Le chercheur du Département de physique et son collègue René Roy, directeur du programme de génie physique, rentrent tout juste d'un séjour d'un mois en Russie et en Arménie. Leur mission, endossée par la vice-rectrice à la recherche, Louise Filion, soutenue par Daniel Guay, du Bureau international et financée par une subvention du gouvernement du Québec, les a conduits dans une dizaine d'universités, de centres et d'instituts de recherche. Ils en sont revenus secoués mais pas bredouilles, puisqu'ils ont en poche cinq protocoles d'entente qui augurent de jours meilleurs pour les scientifiques de là-bas.
Le passé revient
Ce voyage constituait un retour aux sources pour le professeur
Galstian. Arménien d'origine, il a étudié,
entre 1984 et 1990, à l'Institut de génie physique
de Moscou où il a obtenu une maîtrise et un doctorat.
"J'ai vécu la perestroïka de l'intérieur,
dit-il. Quand j'ai quitté l'Arménie en 1992, l'URSS
était démantelée et les universités
avaient commencé à subir les contrecoups des coupures
dans le financement. Mais aujourd'hui, la situation est encore
bien pire. Des chercheurs de calibre international se retrouvent
dans des conditions lamentables où ils ne peuvent plus
faire de recherche, faute de moyens."
Ses anciens collègues lui ont fait part de l'état
de sous-financement de la recherche dans leur pays et de l'exode
des cerveaux vers les pays occidentaux, notamment les États-Unis.
"Seuls les derniers Mohicans sont restés, dit Tigran
Galstian. Je connais les meilleurs spécialistes et les
meilleurs centres de recherche en Russie et en Arménie,
et je suis convaincu qu'il existe là des technologies,
conçues à l'époque de la guerre froide, qui
dorment. Toute cette puissance potentielle risque maintenant de
demeurer inutilisée."
Tigran Galstian a imaginé un plan pour que l'expertise
soviétique n'aille pas se perdre dans les brumes de la
glasnost. "Nous disposons d'expertise et d'équipement
top niveau au Centre d'optique, photonique et laser. De leur côté,
les soviétiques ont des connaissances uniques mais ils
n'ont plus de moyens. J'ai pensé qu'un programme d'échange
de professeurs et d'étudiants-chercheurs pourrait profiter
à tout le monde. On pourrait inviter ces gens pour des
stages de courte durée, travailler ensemble, partager leur
expertise et leur permettre de survivre comme scientifiques."
Arrêter le massacre
Tigran Galstian avoue que cette initiative est motivée,
en partie, par solidarité envers son pays d'origine et
envers ses anciens professeurs russes. "Mais je suis certain
que ce programme sera bénéfique pour les deux parties,
ajoute-t-il aussitôt. Le marché de l'emploi est tellement
bon ici que les étudiants-chercheurs sont difficiles à
recruter et que plusieurs de ceux qui commencent des études
supérieures quittent avant d'avoir terminer. Les entreprises
leur offrent des salaires incroyables qui dépassent le
mien. Quatre de mes six derniers étudiants-chercheurs sont
partis avant d'avoir obtenu leur diplôme. Il faut arrêter
ce massacre sinon il y a danger pour notre secteur de recherche.

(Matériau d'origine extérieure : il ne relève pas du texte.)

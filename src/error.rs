//! Error types for the conversation core
//!
//! Every failure here is local and recoverable. Callers usually turn them
//! into a notification rather than propagating them further.

use thiserror::Error;

/// Failure reported by the capture permission capability
#[derive(Debug, Clone, PartialEq, Eq, Error)]
pub enum CaptureError {
    #[error("microphone access was refused")]
    Denied,

    #[error("capture device unavailable: {0}")]
    Unavailable(String),
}

/// Failure reported by the agent session capability
#[derive(Debug, Clone, PartialEq, Eq, Error)]
pub enum TransportError {
    #[error("agent rejected the session: {0}")]
    Rejected(String),

    #[error("no session is open")]
    NotConnected,

    #[error("event queue is full")]
    Backpressure,

    #[error("event queue closed")]
    Closed,

    #[error("operation not supported by this transport")]
    Unsupported,
}

/// Errors surfaced by the permission gate and session controller
#[derive(Debug, Clone, PartialEq, Eq, Error)]
pub enum SessionError {
    #[error("permission denied: {0}")]
    PermissionDenied(#[from] CaptureError),

    #[error("connection failed: {0}")]
    ConnectionFailed(TransportError),

    #[error("agent reported an error: {0}")]
    TransportError(String),

    #[error("teardown failed: {0}")]
    TeardownFailed(TransportError),

    #[error("malformed agent message: {0}")]
    MalformedEvent(&'static str),

    #[error("microphone permission has not been granted")]
    PermissionRequired,

    #[error("a session is already active")]
    AlreadyActive,
}

impl SessionError {
    /// Stable machine-readable code, used in IPC error responses
    pub fn code(&self) -> &'static str {
        match self {
            SessionError::PermissionDenied(_) => "permission_denied",
            SessionError::ConnectionFailed(_) => "connection_failed",
            SessionError::TransportError(_) => "transport_error",
            SessionError::TeardownFailed(_) => "teardown_failed",
            SessionError::MalformedEvent(_) => "malformed_event",
            SessionError::PermissionRequired => "permission_required",
            SessionError::AlreadyActive => "already_active",
        }
    }
}

#[cfg(test)]
mod tests {
    use super::*;

    #[test]
    fn test_capture_error_converts_to_permission_denied() {
        let err: SessionError = CaptureError::Denied.into();
        assert_eq!(err.code(), "permission_denied");
        assert_eq!(err.to_string(), "permission denied: microphone access was refused");
    }

    #[test]
    fn test_connection_failed_message() {
        let err = SessionError::ConnectionFailed(TransportError::Rejected("busy".into()));
        assert_eq!(err.to_string(), "connection failed: agent rejected the session: busy");
    }
}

On a besoin de gens qui vont continuer ce que nous faisons - produire
des connaissances -, sinon on va mourir. Les scientifiques de
l'ex-Union soviétique ne vont pas stopper ces départs
mais ils peuvent nous aider à faire progresser les connaissances."
Tigran Galstian a en poche cinq protocoles d'entente remplis de
bonnes intentions, mais il en connaît parfaitement la valeur.
S'il ne réussit pas à trouver, auprès des
organismes canadiens et québécois, le financement
nécessaire pour amener les premiers ex-soviétiques
à Québec, toutes ses démarches n'auront servi
qu'à nourrir de faux espoirs chez des scientifiques sacrifiés
sur l'autel de la perestroïka, qui peuvent à peine
s'offrir le luxe de rêver.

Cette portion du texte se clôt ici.